The HOT clinic is also run on weekdays in the Seated Assessment Area for GP referrals for patients with respiratory problems threatening admission and is a consultant-delivered admission avoidance service. The consultants also provide a specialty consultation service for inpatients throughout the week supported by our registrars but also at the weekend delivered by the consultants alone.
This 4 month attachment offers experience of a wide range of rheumatological diseases. Based in the Brunel Building, you also have responsibility for the Medical Day Case Unit patients, covering a range of medical specialties.
You will be able to accompany the SpR or Consultant to see inpatient rheumatology referrals, with are a good learning opportunity, with excellent senior back up at all times. You will have the chance to see how a multidisciplinary team functions, liaising closely with specialist physiotherapy, OT, nursing and psychology colleagues. There will be regular opportunities to attend OP clinics, and have your own list once you have gained some experience. You will be able to attend a number of specialist clinics and Interface Services.
There are regular radiology and postgraduate meetings which you will be able to attend. There is 1 Rheumatology IP bed which in practice is rarely used for rheumatology. The post holder also participates in the acute medical on-call rota during a 6 week block. Previous post holders have become confident in musculoskeletal examination and common joint injections. The work load is generally regarded as being less onerous than some posts allowing the chance to work for higher exams such as MRCP.
There is a 2-hour teaching session each Wednesday lunchtime which covers topics from the CMT curriculum.
In addition most specialties have a weekly journal club or a teaching session as well as regular clinical governance meetings, which you should attend if possible.
Practical procedures and simulation teaching:
There is a regional Acute Medicine and Emergencies course facilitated by the deanery for local CMT doctors which is run several times a year.
In-house simulation and practical procedures training:
This is provided by the NBT teaching fellows several times a year.
Regional study days:
There are 4 CMT study days a year (at present held in Bristol). You are expected to attend 2 a year.

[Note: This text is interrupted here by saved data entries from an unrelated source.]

use std::collections::BTreeMap;

use crate::plex_rs::PlexError;
use crate::plex_rs::identity::PlexIdentity;
use crate::plex_rs::playlist::{PlexPlaylist, PlexPlaylistItem};

/// Port trait wrapping the Plex API capabilities used by the playlist sync.
///
/// Every call takes the access token of the account it acts on, so one
/// implementation serves all accounts sharing the server.
///
/// Implementations live in `services::plex::client` (production) or test mocks.
#[cfg_attr(test, mockall::automock)]
#[async_trait::async_trait]
pub trait PlexClient: Send + Sync {
    async fn server_identity(&self, token: &str) -> Result<PlexIdentity, PlexError>;

    /// Login name to delegated access token, for every account the server is
    /// shared with.
    async fn shared_accounts(
        &self,
        owner_token: &str,
        machine_identifier: &str,
    ) -> Result<BTreeMap<String, String>, PlexError>;

    async fn playlists(&self, token: &str) -> Result<Vec<PlexPlaylist>, PlexError>;

    async fn playlist_items(
        &self,
        token: &str,
        playlist_key: &str,
    ) -> Result<Vec<PlexPlaylistItem>, PlexError>;

    async fn create_playlist(
        &self,
        token: &str,
        machine_identifier: &str,
        title: &str,
        playlist_type: &str,
        rating_keys: &[String],
    ) -> Result<PlexPlaylist, PlexError>;

    async fn add_items(
        &self,
        token: &str,
        machine_identifier: &str,
        playlist_key: &str,
        rating_keys: &[String],
    ) -> Result<(), PlexError>;

    async fn remove_item(
        &self,
        token: &str,
        playlist_key: &str,
        playlist_item_id: u64,
    ) -> Result<(), PlexError>;

    /// Fails with [`PlexError::NotFound`] when the playlist is already gone.
    async fn delete_playlist(&self, token: &str, playlist_key: &str) -> Result<(), PlexError>;
}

There is PACES teaching, mostly informal, before all PACES exams and we are also running full mock PACES exams annually.
In the past the 2-year rotations were fixed at the beginning of the CMT rotation and allocated according to preference and interview ranking.
In 2017 the second year will be allocated part-way through your 1st CMT year. There will be some choice but this will be limited by posts available, amount of acute vs. specialty take and preferences of your colleagues. Rotations are allocated according to interview ranking.